On Wed, 20 Feb 2019 14:08:45 -0300
Martin Pieuchot <[email protected]> wrote:
> When choosing the initial CPU for a new thread to run on, the scheduler
> do not consider that CPU0 is handling interrupts.
>
> Threads that are created early, like the network taskq, always end up
> scheduled on CPU0. If the machine isn't running many programs, like
> simple firewalls, there won't be contention and the thread will always
> stay on its original CPU.
>
> This behavior derives to how yield() and preempt() are implemented. These
> functions do not look for another CPU to run on when a busy thread tries to
> be cooperative. This is what we want. However in the case of the network
> taskq we'd prefer to avoid CPU0.
>
> I don't know if enforcing this behavior makes sense or if we should
> accept that in some moon phases our forwarding performances are only 50%
> of what they could be.
>
> However using the same logic to pick a CPU during fork than during a
> sleep cycle seems to be good enough to avoid the problem described above.
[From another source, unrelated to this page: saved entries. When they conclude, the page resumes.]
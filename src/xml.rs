// SPDX-License-Identifier: MIT
//!
//! Minimal in-memory XML tree
//!
//! Names are kept in Clark notation, `{namespace}local` when bound to a namespace,
//! plain `local` otherwise, so lookups compare a single string.
//!

use std::borrow::Cow;

use encoding_rs::{Encoding, UTF_16BE, UTF_16LE, UTF_8};
use quick_xml::events::{BytesStart, Event};
use quick_xml::name::{QName, ResolveResult};
use quick_xml::reader::NsReader;

/// Namespace bound to the reserved `xml:` prefix
pub const XML_NS: &str = "http://www.w3.org/XML/1998/namespace";

/// XML well-formedness error with its location
#[derive(thiserror::Error, Debug, Clone, PartialEq, Eq)]
#[error("line {line}, column {column}: {message}")]
pub struct XmlError {
    pub line: usize,
    pub column: usize,
    pub message: String,
}

impl XmlError {
    /// Error at byte offset `pos` of `input`
    fn at<M: Into<String>>(input: &[u8], pos: usize, message: M) -> Self {
        let pos = pos.min(input.len());
        let consumed = &input[..pos];
        let line = consumed.iter().filter(|b| **b == b'\n').count() + 1;
        let line_start = consumed
            .iter()
            .rposition(|b| *b == b'\n')
            .map_or(0, |p| p + 1);
        let column = String::from_utf8_lossy(&consumed[line_start..]).chars().count() + 1;

        Self {
            line,
            column,
            message: message.into(),
        }
    }
}

/// Child node of an element
#[derive(Debug, Clone, PartialEq, Eq)]
pub enum Node {
    Element(Element),
    Text(String),
}

/// XML element with its attributes and children
#[derive(Debug, Clone, PartialEq, Eq)]
pub struct Element {
    name: String,
    attributes: Vec<(String, String)>,
    children: Vec<Node>,
}

impl Element {
    /// Parse a whole document and return its root element
    pub fn parse(input: &[u8]) -> Result<Element, XmlError> {
        let text = decode(input)?;
        let text = normalize_line_breaks(&text);
        TreeBuilder::new(text.as_bytes()).build()
    }

    /// Element name in Clark notation
    pub fn name(&self) -> &str {
        &self.name
    }

    /// True if the element name is bound to a namespace
    pub fn is_namespaced(&self) -> bool {
        self.name.starts_with('{')
    }

    /// Attribute value by Clark name, e.g. `{http://www.w3.org/XML/1998/namespace}lang`
    pub fn attr(&self, name: &str) -> Option<&str> {
        self.attributes
            .iter()
            .find(|(k, _)| k == name)
            .map(|(_, v)| v.as_str())
    }

    /// Child elements in document order
    pub fn children(&self) -> impl Iterator<Item = &Element> {
        self.children.iter().filter_map(|node| match node {
            Node::Element(elm) => Some(elm),
            Node::Text(_) => None,
        })
    }

    /// Direct child elements named `name`
    pub fn children_named<'a>(&'a self, name: &'a str) -> impl Iterator<Item = &'a Element> + 'a {
        self.children().filter(move |elm| elm.name == name)
    }

    /// All descendant elements named `name`, in document order.
    /// The element itself is never included.
    pub fn descendants_named<'a>(&'a self, name: &str) -> Vec<&'a Element> {
        let mut found = Vec::new();
        self.collect_descendants(name, &mut found);
        found
    }

    fn collect_descendants<'a>(&'a self, name: &str, found: &mut Vec<&'a Element>) {
        for child in self.children() {
            if child.name == name {
                found.push(child);
            }
            child.collect_descendants(name, found);
        }
    }

    /// Text before the first child element, `None` if there is none
    pub fn text(&self) -> Option<&str> {
        match self.children.first() {
            Some(Node::Text(t)) if !t.is_empty() => Some(t.as_str()),
            _ => None,
        }
    }

    fn push_text(&mut self, text: &str) {
        if let Some(Node::Text(prev)) = self.children.last_mut() {
            prev.push_str(text);
        } else {
            self.children.push(Node::Text(text.to_string()));
        }
    }
}

/// Decode document bytes into UTF-8 text
///
/// Encoding comes from the byte order mark, then from the first bytes of a
/// UTF-16 document without one, then from the XML declaration. Default is UTF-8.
fn decode(input: &[u8]) -> Result<Cow<str>, XmlError> {
    let (encoding, body) = match Encoding::for_bom(input) {
        Some((encoding, bom_len)) => (encoding, &input[bom_len..]),
        None => (sniff_encoding(input)?, input),
    };

    if encoding == UTF_8 {
        return std::str::from_utf8(body)
            .map(Cow::Borrowed)
            .map_err(|e| XmlError::at(body, e.valid_up_to(), e.to_string()));
    }
    log::debug!("Decoding {} document", encoding.name());
    encoding
        .decode_without_bom_handling_and_without_replacement(body)
        .ok_or_else(|| XmlError {
            line: 1,
            column: 1,
            message: format!("malformed {} input", encoding.name()),
        })
}

fn sniff_encoding(input: &[u8]) -> Result<&'static Encoding, XmlError> {
    if input.starts_with(b"<\0?\0") {
        return Ok(UTF_16LE);
    }
    if input.starts_with(b"\0<\0?") {
        return Ok(UTF_16BE);
    }

    match declared_encoding(input) {
        None => Ok(UTF_8),
        Some(label) => match Encoding::for_label(label) {
            // ASCII compatible bytes, so the declaration is wrong
            Some(encoding) if encoding == UTF_16LE || encoding == UTF_16BE => Ok(UTF_8),
            Some(encoding) => Ok(encoding),
            None => Err(XmlError {
                line: 1,
                column: 1,
                message: format!(
                    "unsupported encoding '{}'",
                    String::from_utf8_lossy(label)
                ),
            }),
        },
    }
}

/// Value of `encoding="..."` in `<?xml ...?>`
fn declared_encoding(input: &[u8]) -> Option<&[u8]> {
    fn skip_ws(bytes: &[u8]) -> &[u8] {
        let n = bytes.iter().take_while(|b| b.is_ascii_whitespace()).count();
        &bytes[n..]
    }

    let decl = input.strip_prefix(b"<?xml")?;
    let end = decl.windows(2).position(|w| w == b"?>")?;
    let decl = &decl[..end];
    let pos = decl.windows(8).position(|w| w == b"encoding")?;

    let rest = skip_ws(&decl[pos + 8..]).strip_prefix(b"=")?;
    let (&quote, rest) = skip_ws(rest).split_first()?;
    if quote != b'"' && quote != b'\'' {
        return None;
    }
    let len = rest.iter().position(|b| *b == quote)?;
    Some(&rest[..len])
}

/// End-of-line handling: `\r\n` and lone `\r` become `\n`
fn normalize_line_breaks(text: &str) -> Cow<str> {
    if text.contains('\r') {
        Cow::Owned(text.replace("\r\n", "\n").replace('\r', "\n"))
    } else {
        Cow::Borrowed(text)
    }
}

/// Builds an element tree from quick-xml events
struct TreeBuilder<'i> {
    input: &'i [u8],
    reader: NsReader<&'i [u8]>,
    stack: Vec<Element>,
    root: Option<Element>,
}

impl<'i> TreeBuilder<'i> {
    fn new(input: &'i [u8]) -> Self {
        Self {
            input,
            reader: NsReader::from_reader(input),
            stack: Vec::new(),
            root: None,
        }
    }

    fn build(mut self) -> Result<Element, XmlError> {
        let mut buf = Vec::new();
        loop {
            let event = match self.reader.read_event_into(&mut buf) {
                Ok(event) => event,
                Err(err) => return Err(self.error(err.to_string())),
            };
            match event {
                Event::Start(start) => {
                    let elm = self.element(&start)?;
                    self.stack.push(elm);
                }
                Event::Empty(start) => {
                    let elm = self.element(&start)?;
                    self.attach(elm)?;
                }
                Event::End(_) => {
                    // quick-xml already checked the end name matches
                    match self.stack.pop() {
                        Some(elm) => self.attach(elm)?,
                        None => return Err(self.error("unexpected end tag")),
                    }
                }
                Event::Text(text) => {
                    let text = text.unescape().map_err(|e| self.error(e.to_string()))?;
                    self.text(&text)?;
                }
                Event::CData(cdata) => {
                    let text = String::from_utf8(cdata.into_inner().into_owned())
                        .map_err(|e| self.error(e.to_string()))?;
                    self.text(&text)?;
                }
                Event::Eof => break,
                // Comment, Decl, PI, DocType
                _ => (),
            }
            buf.clear();
        }

        if let Some(open) = self.stack.last() {
            return Err(self.error(format!("unclosed element <{}>", open.name)));
        }
        match self.root.take() {
            Some(root) => Ok(root),
            None => Err(self.error("no root element")),
        }
    }

    /// New element from a start tag, with names resolved against in-scope namespaces
    fn element(&self, start: &BytesStart) -> Result<Element, XmlError> {
        let (ns, local) = self.reader.resolve_element(start.name());
        let name = self.clark_name(ns, local.as_ref())?;

        let mut attributes = Vec::new();
        for attr in start.attributes() {
            let attr = attr.map_err(|e| self.error(e.to_string()))?;
            if attr.key.as_namespace_binding().is_some() {
                // xmlns declarations are not attributes
                continue;
            }
            let key = self.attr_name(attr.key)?;
            let value = attr
                .unescape_value()
                .map_err(|e| self.error(e.to_string()))?
                .into_owned();
            attributes.push((key, value));
        }

        Ok(Element {
            name,
            attributes,
            children: Vec::new(),
        })
    }

    fn attr_name(&self, key: QName) -> Result<String, XmlError> {
        match key.prefix() {
            Some(prefix) if prefix.as_ref() == b"xml" => {
                let local = self.utf8(key.local_name().as_ref())?;
                Ok(format!("{{{}}}{}", XML_NS, local))
            }
            // Unprefixed attributes are in no namespace
            None => self.utf8(key.local_name().as_ref()),
            Some(_) => {
                let (ns, local) = self.reader.resolve_attribute(key);
                self.clark_name(ns, local.as_ref())
            }
        }
    }

    fn clark_name(&self, ns: ResolveResult, local: &[u8]) -> Result<String, XmlError> {
        let local = self.utf8(local)?;
        match ns {
            ResolveResult::Bound(ns) => Ok(format!("{{{}}}{}", self.utf8(ns.as_ref())?, local)),
            ResolveResult::Unbound => Ok(local),
            ResolveResult::Unknown(prefix) => Err(self.error(format!(
                "unbound namespace prefix '{}'",
                String::from_utf8_lossy(&prefix)
            ))),
        }
    }

    /// Append a completed element to its parent, or make it the root
    fn attach(&mut self, elm: Element) -> Result<(), XmlError> {
        if let Some(parent) = self.stack.last_mut() {
            parent.children.push(Node::Element(elm));
            Ok(())
        } else if self.root.is_none() {
            self.root = Some(elm);
            Ok(())
        } else {
            Err(self.error(format!("second root element <{}>", elm.name)))
        }
    }

    fn text(&mut self, text: &str) -> Result<(), XmlError> {
        if let Some(parent) = self.stack.last_mut() {
            parent.push_text(text);
            Ok(())
        } else if text.trim().is_empty() {
            Ok(())
        } else {
            Err(self.error("text outside of the root element"))
        }
    }

    fn utf8(&self, bytes: &[u8]) -> Result<String, XmlError> {
        std::str::from_utf8(bytes)
            .map(|s| s.to_string())
            .map_err(|e| self.error(e.to_string()))
    }

    fn error<M: Into<String>>(&self, message: M) -> XmlError {
        XmlError::at(self.input, self.reader.buffer_position() as usize, message)
    }
}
> If there's contention the taskq will move between CPUs, if there isn't it
> will stay, generally, on CPU1.
>
> Since FORK_PPWAIT isn't implemented since 10 years, I'd say it's also a
> simplification :o)
>
> What would you think of killing sched_choosecpu_fork()?
>
> Any other suggestion?
>
> ok?
>
> Index: kern/kern_fork.c
> ===================================================================
> RCS file: /cvs/src/sys/kern/kern_fork.c,v
> retrieving revision 1.209
> diff -u -p -r1.209 kern_fork.c
> --- kern/kern_fork.c 6 Jan 2019 12:59:45 -0000 1.209
> +++ kern/kern_fork.c 15 Feb 2019 13:49:32 -0000
> @@ -329,7 +329,7 @@ fork_thread_start(struct proc *p, struct
>
> SCHED_LOCK(s);
> p->p_stat = SRUN;
> - p->p_cpu = sched_choosecpu_fork(parent, flags);
> + p->p_cpu = sched_choosecpu(parent);
> setrunqueue(p);
> SCHED_UNLOCK(s);
> }
> Index: kern/kern_sched.c
> ===================================================================
> RCS file: /cvs/src/sys/kern/kern_sched.c,v
> retrieving revision 1.54
> diff -u -p -r1.54 kern_sched.c
> --- kern/kern_sched.c 17 Nov 2018 23:10:08 -0000 1.54
> +++ kern/kern_sched.c 15 Feb 2019 13:50:06 -0000
> @@ -340,62 +340,6 @@ again:
> }
>
> struct cpu_info *
> -sched_choosecpu_fork(struct proc *parent, int flags)
> -{
> -#ifdef MULTIPROCESSOR
> - struct cpu_info *choice = NULL;
> - fixpt_t load, best_load = ~0;
> - int run, best_run = INT_MAX;
> - struct cpu_info *ci;
> - struct cpuset set;
> -
> -#if 0
> - /*
> - * XXX
> - * Don't do this until we have a painless way to move the cpu in exec.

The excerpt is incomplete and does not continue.